To improve the performance and stability of these Earth-abundant metal-based catalysts, Urban and his colleagues modified a strategy that focuses on tiny, uniform clusters of nickel metal. Tiny clusters are important because they maximize the exposure of the reactive surface for a given amount of material. But these clusters also tend to clump together, which inhibits their reactivity.

Postdoctoral research assistant Zhuolei Zhang and project scientist Ji Su, both at the Molecular Foundry and co-lead authors on the paper, designed and performed an experiment to combat clumping by depositing 1.5nm-diameter nickel clusters onto a 2D substrate made of boron and nitrogen engineered to host a grid of atomic-scale dimples. The nickel clusters became evenly dispersed and securely anchored to the dimples. Not only did this design prevent clumping, but the 2D substrate’s thermal and chemical properties greatly improved the catalyst’s overall performance by directly interacting with the nickel clusters.

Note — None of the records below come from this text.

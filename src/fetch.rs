//! Tile fetching with bounded retries.
//!
//! Every attempt, the first one included, is preceded by a pause of
//! `initial_delay * 2^attempt`. The pause throttles requests against the tile
//! server as much as it spaces retries.

use std::sync::Arc;
use std::time::Duration;

use async_trait::async_trait;
use tracing::{debug, trace, warn};

use crate::cache::CacheStore;
use crate::coords::TileKey;
use crate::error::FetchError;

pub const DEFAULT_ATTEMPTS: u32 = 3;
pub const DEFAULT_INITIAL_DELAY: Duration = Duration::from_secs(1);
pub const DEFAULT_TIMEOUT: Duration = Duration::from_secs(15);

const USER_AGENT: &str = concat!("tilepack/", env!("CARGO_PKG_VERSION"));

/// Terminal result for one tile in one job run.
#[derive(Debug, Clone, PartialEq, Eq)]
pub enum FetchOutcome {
    Cached,
    Fetched,
    Failed(String),
}

impl FetchOutcome {
    pub fn label(&self) -> &'static str {
        match self {
            FetchOutcome::Cached => "CACHE",
            FetchOutcome::Fetched => "SUCCESS",
            FetchOutcome::Failed(_) => "FAILED",
        }
    }

    pub fn is_failed(&self) -> bool {
        matches!(self, FetchOutcome::Failed(_))
    }
}

#[derive(Debug, Clone, Copy, PartialEq, Eq)]
pub struct RetryPolicy {
    pub attempts: u32,
    pub initial_delay: Duration,
    /// Bound on a single request, body included.
    pub timeout: Duration,
}

impl Default for RetryPolicy {
    fn default() -> Self {
        Self {
            attempts: DEFAULT_ATTEMPTS,
            initial_delay: DEFAULT_INITIAL_DELAY,
            timeout: DEFAULT_TIMEOUT,
        }
    }
}

impl RetryPolicy {
    /// Pause taken before the zero-based `attempt`.
    pub fn delay_before(&self, attempt: u32) -> Duration {
        self.initial_delay
            .saturating_mul(2u32.saturating_pow(attempt))
    }
}

/// Somewhere tile bytes can be downloaded from.
#[async_trait]
pub trait TileSource: Send + Sync {
    async fn get(&self, url: &str) -> Result<Vec<u8>, FetchError>;
}

/// [`TileSource`] backed by a shared `reqwest` client.
pub struct HttpSource {
    client: reqwest::Client,
}

impl HttpSource {
    pub fn new() -> Result<Self, FetchError> {
        let client = reqwest::Client::builder()
            .user_agent(USER_AGENT)
            .connect_timeout(Duration::from_secs(10))
            .pool_idle_timeout(Duration::from_secs(30))
            .pool_max_idle_per_host(32)
            .build()?;
        Ok(Self { client })
    }
}

#[async_trait]
impl TileSource for HttpSource {
    async fn get(&self, url: &str) -> Result<Vec<u8>, FetchError> {
        let resp = self.client.get(url).send().await?;
        if !resp.status().is_success() {
            return Err(FetchError::Status(resp.status().as_u16()));
        }

        let bytes = resp.bytes().await?;
        if bytes.is_empty() {
            return Err(FetchError::EmptyBody);
        }
        Ok(bytes.to_vec())
    }
}

/// Downloads tiles and hands them to the cache.
pub struct Fetcher {
    source: Arc<dyn TileSource>,
    cache: CacheStore,
    policy: RetryPolicy,
}

impl Fetcher {
    pub fn new(source: Arc<dyn TileSource>, cache: CacheStore, policy: RetryPolicy) -> Self {
        Self {
            source,
            cache,
            policy,
        }
    }

    pub fn cache(&self) -> &CacheStore {
        &self.cache
    }

    pub fn policy(&self) -> &RetryPolicy {
        &self.policy
    }

    /// Fetches `key` from `url_template` and stores it.
    ///
    /// Never returns an error: exhausting the attempts yields
    /// [`FetchOutcome::Failed`] carrying the last error.
    pub async fn fetch(&self, key: &TileKey, url_template: &str) -> FetchOutcome {
        let url = key.url(url_template);
        let mut last_error = None;

        for attempt in 0..self.policy.attempts {
            let delay = self.policy.delay_before(attempt);
            trace!(tile = %key, attempt, delay_ms = delay.as_millis() as u64, "Backoff before attempt");
            tokio::time::sleep(delay).await;

            match self.attempt(key, &url).await {
                Ok(()) => {
                    debug!(tile = %key, attempt, "Tile stored");
                    return FetchOutcome::Fetched;
                }
                Err(err) => {
                    warn!(tile = %key, attempt, url = %url, error = %err, "Tile fetch attempt failed");
                    last_error = Some(err.to_string());
                }
            }
        }

        FetchOutcome::Failed(last_error.unwrap_or_else(|| "max retries exceeded".to_string()))
    }

    async fn attempt(&self, key: &TileKey, url: &str) -> Result<(), FetchError> {
        let bytes = tokio::time::timeout(self.policy.timeout, self.source.get(url))
            .await
            .map_err(|_| FetchError::Timeout(self.policy.timeout))??;

        let cache = self.cache.clone();
        let key = key.clone();
        tokio::task::spawn_blocking(move || cache.put(&key, &bytes))
            .await
            .map_err(|e| FetchError::Worker(e.to_string()))??;
        Ok(())
    }
}
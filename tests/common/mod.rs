use std::collections::HashSet;
use std::io::Cursor;
use std::sync::Mutex;
use std::sync::atomic::{AtomicUsize, Ordering};

use async_trait::async_trait;
use image::{ImageFormat, Rgb, RgbImage};
use tilepack::{FetchError, ProgressReporter, ProgressUpdate, JobSummary, TileSource};

pub fn tile_png(seed: u8) -> Vec<u8> {
    let img = RgbImage::from_fn(64, 64, |x, y| {
        Rgb([seed.wrapping_add(x as u8), (y * 4) as u8, ((x ^ y) * 2) as u8])
    });
    let mut buf = Vec::new();
    img.write_to(&mut Cursor::new(&mut buf), ImageFormat::Png)
        .expect("encode tile");
    buf
}

/// Serves a PNG for every URL except those listed as broken.
pub struct TileServer {
    body: Vec<u8>,
    broken: HashSet<String>,
    pub requests: AtomicUsize,
}

impl TileServer {
    pub fn new() -> Self {
        Self {
            body: tile_png(7),
            broken: HashSet::new(),
            requests: AtomicUsize::new(0),
        }
    }

    pub fn with_broken(mut self, url: &str) -> Self {
        self.broken.insert(url.to_string());
        self
    }

    pub fn requests(&self) -> usize {
        self.requests.load(Ordering::SeqCst)
    }
}

#[async_trait]
impl TileSource for TileServer {
    async fn get(&self, url: &str) -> Result<Vec<u8>, FetchError> {
        self.requests.fetch_add(1, Ordering::SeqCst);
        if self.broken.contains(url) {
            return Err(FetchError::Status(404));
        }
        Ok(self.body.clone())
    }
}

#[derive(Default)]
pub struct Recorder {
    pub updates: Mutex<Vec<ProgressUpdate>>,
    pub summaries: Mutex<Vec<JobSummary>>,
}

impl ProgressReporter for Recorder {
    fn tile_finished(&self, update: &ProgressUpdate) {
        self.updates.lock().unwrap().push(update.clone());
    }

    fn job_finished(&self, summary: &JobSummary) {
        self.summaries.lock().unwrap().push(summary.clone());
    }
}
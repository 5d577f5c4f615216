use std::time::Duration;

use warp::http::{header, Method};

const PREFLIGHT_MAX_AGE: Duration = Duration::from_secs(600);

/// The client page may be hosted elsewhere; it only needs JSON posts to `/generate_report`.
pub fn cors() -> warp::cors::Builder {
    warp::cors()
        .allow_any_origin()
        .allow_headers(vec![header::CONTENT_TYPE, header::ACCEPT])
        .allow_methods(vec![Method::GET, Method::POST, Method::OPTIONS])
        .max_age(PREFLIGHT_MAX_AGE)
}

#[cfg(test)]
mod tests {
    use warp::http::StatusCode;
    use warp::Filter;

    use super::*;
    use crate::api::routes;

    #[tokio::test]
    async fn preflight_for_report_post_is_allowed() {
        let res = warp::test::request()
            .method("OPTIONS")
            .path("/generate_report")
            .header("origin", "https://reports.example.org")
            .header("access-control-request-method", "POST")
            .header("access-control-request-headers", "content-type")
            .reply(&routes(None).with(cors()))
            .await;

        assert_eq!(res.status(), StatusCode::OK);
        assert_eq!(
            res.headers()["access-control-allow-origin"],
            "https://reports.example.org"
        );
    }

    #[tokio::test]
    async fn preflight_with_unlisted_method_is_forbidden() {
        let res = warp::test::request()
            .method("OPTIONS")
            .path("/generate_report")
            .header("origin", "https://reports.example.org")
            .header("access-control-request-method", "DELETE")
            .reply(&routes(None).with(cors()))
            .await;

        assert_eq!(res.status(), StatusCode::FORBIDDEN);
    }
}
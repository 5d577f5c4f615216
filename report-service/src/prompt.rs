// Prompt Assembler: wraps findings and a normal-report template in the radiologist instructions

/// Used when the caller sends no findings.
pub const DEFAULT_FINDINGS: &str = "Routine chest CT requested for cough. Findings show a small opacity in the right upper lobe, measuring 5mm. Otherwise unremarkable.";

/// Used when the caller sends no template.
pub const DEFAULT_TEMPLATE: &str = "**EXAMINATION:** Computed Tomography of the Chest

**CLINICAL HISTORY:** [Insert Clinical History Here, e.g., Cough]

**COMPARISON:** [Insert Comparison Study Here, e.g., None available]

**TECHNIQUE:** Axial images were acquired through the chest following the administration of intravenous contrast. Coronal and sagittal reconstructions were performed.

**FINDINGS:**

**Lungs and Airways:** The trachea and central airways are patent. The lungs are clear bilaterally. No consolidation, effusion, or pneumothorax.

**Mediastinum and Hila:** The heart is normal in size. No mediastinal or hilar lymphadenopathy. The thoracic aorta and pulmonary arteries are unremarkable.

**Pleura:** No pleural thickening or effusion.

**Chest Wall and Soft Tissues:** Unremarkable.

**Upper Abdomen (limited view):** Visualized portions of the liver, spleen, adrenal glands, and kidneys are unremarkable.

**Bones:** No acute osseous abnormalities identified.

**IMPRESSION:**

*   Normal CT scan of the chest.
";

/// Builds the full instruction prompt.
///
/// Both inputs are expected to be trimmed already; an empty value is replaced by
/// [`DEFAULT_FINDINGS`] or [`DEFAULT_TEMPLATE`]. Caller text is inserted as-is and
/// never re-scanned, so braces or placeholder-looking text in it are harmless.
pub fn assemble(findings: &str, template: &str) -> String {
    let findings_text = if findings.is_empty() { DEFAULT_FINDINGS } else { findings };
    let template_text = if template.is_empty() { DEFAULT_TEMPLATE } else { template };

    format!(
        "You will be acting as an expert Radiologist. Your primary task is to generate a properly formatted Radiology report based on the provided 'image findings' and 'normal report template'.

Here are the inputs you will receive structured below:
--- START FINDINGS ---
{findings_text}
--- END FINDINGS ---

--- START TEMPLATE ---
{template_text}
--- END TEMPLATE ---

Follow these steps meticulously:

1. Refine Findings: Carefully review the user-provided 'image findings'. Rewrite these findings using precise, standard radiological terminology and phrasing. Correct any grammatical errors, spelling mistakes, or radiologically suboptimal terms to reflect how an experienced radiologist would describe them.

2. Integrate into Template: Merge these refined findings into the appropriate sections of the provided 'normal report template'. If a finding is abnormal, ensure the corresponding normal statement in the template is appropriately modified or replaced.

3. Apply Scoring/Grading Systems (Where Applicable):
   For any positive imaging findings identified using the given imaging modality:
   - Apply Applicable Systems: If established scoring/grading/classification systems (e.g., BI-RADS, PI-RADS, LI-RADS, ASPECTS, etc.) are relevant to the positive findings and the imaging modality, you must include detailed reporting based on the most widely accepted and validated system(s).
   - Handle Missing Components: For any missing components required by the scoring/grading/classification system, assign the lowest possible score/grade/classification for the missing components. Clearly indicate which components were missing and assumed to be minimal. Calculate the final score/grade/classification using these assumed minimal values. Note that the final score represents a \"minimum possible score\" due to incomplete data.
   - Suggest Alternatives: If no scoring/grading/classification system exists for these specific imaging findings in the requested modality, suggest the most appropriate scoring/grading/classification system available for these same positive findings in other imaging modalities, only if such a system exists.
   - Prioritize: Use scoring/grading/classification systems that are commonly used in clinical practice, well-validated, and have high inter-observer reliability.

4. Generate Impression: Pay special attention to the IMPRESSION section. Synthesize the most critical refined findings into a concise, clinically relevant, bulleted impression. This section should summarize the key points and should not simply reiterate all details from the report body, reflecting the style of an experienced Radiologist. You must generate the impression with corresponding advice/recommendations yourself, ensuring accuracy based on the findings. However, limit advice/recommendations to general statements like 'suggested clinical correlation' or 'suggested further evaluation if clinically indicated', rather than providing specific management plans.

5. Formatting and Final Output Rules:
   - Ensure your final report is free of errors and that all abnormal findings are properly contextualized within the report structure.
   - Your final response must be ONLY the completed Radiology report, without any additional commentary, greetings, or explanations before or after the report.
   - Use BOLD formatting for: Main section headings (e.g., **OBSERVATION**, **TECHNIQUE**, **IMPRESSION**), Organ names (e.g., **Liver**, **Lungs**, **Heart**), Positive (abnormal) imaging findings within the report body and in the **IMPRESSION**, and other significant terms or phrases warranting emphasis for clarity.
   - Use BULLET POINTS ONLY in the **IMPRESSION** section. Do not use numbering. Use a standard bullet like '*'.
   - Strictly adhere to the provided template format. Do not add extra headings, bullet points (outside Impression), colons, or other symbols unless they are part of the original template structure. Present all information in complete sentences.

6. Handling Missing/Vague Input (Internal Instruction for You):
   - If the provided 'image findings' are vague or incomplete, use your expert knowledge to infer likely details or make reasonable assumptions to generate a plausible, detailed report based on the context hinted at.
   - If the 'normal report template' is missing or unusable, generate the report using a standard, common, detailed radiological report template suitable for the likely modality or body part suggested by the findings (e.g., a standard Chest CT template, Abdominal MRI template, etc.).
   - Proceed confidently to generate the best possible report even with suboptimal input. Do not state that the input is insufficient in your final output. Your output must *only* be the report itself.
"
    )
}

“The role of the underlying surface during the cluster formation and deposition stage has been found to be critical, and may provide clues to understanding their role in other processes,” said Urban.

Detailed X-ray and spectroscopy measurements, combined with theoretical calculations, revealed much about the underlying surfaces and their role in catalysis. Using tools at the Advanced Light Source at Berkeley Lab and computational modelling methods, the researchers identified changes in the physical and chemical properties of the 2D sheets while the tiny nickel clusters were deposited on them.

The team proposed that the nickel clusters occupy pristine regions of the sheets and interact with nearby edges, thus preserving the tiny size of the clusters. The tiny, stable clusters were able to facilitate the processes through which hydrogen is separated from its liquid carrier, endowing the catalyst with excellent selectivity and productivity, and ensuring a stable performance.

Calculations showed that the catalyst’s size was the reason its activity was among the best ever achieved. David Prendergast, director of the Theory of Nanostructured Materials Facility at the Molecular Foundry, along with postdoctoral research assistant and co-lead author Ana Sanz-Matias, used models and computational methods to uncover the unique geometric and electronic structure of the tiny metal clusters.

Bare metal atoms, abundant on these tiny clusters, more readily attracted the liquid carrier than did larger metal particles. These exposed atoms also eased the steps of the chemical reaction that strips hydrogen from the carrier, while preventing the formation of contaminants that may clog the surface of the cluster. As a consequence, the material remained free of pollution during key steps in the hydrogen-production reaction. These catalytic and anti-contamination properties emerged from the imperfections that had been deliberately introduced to the 2D sheets and ultimately helped keep the cluster size small.

“Contamination can render possible non-precious metal catalysts unviable. Our platform here opens a new door to engineering those systems,” said Urban. Future work by the Berkeley Lab team will further hone the strategy of modifying 2D substrates in ways that support tiny metal clusters, to develop even more efficient catalysts.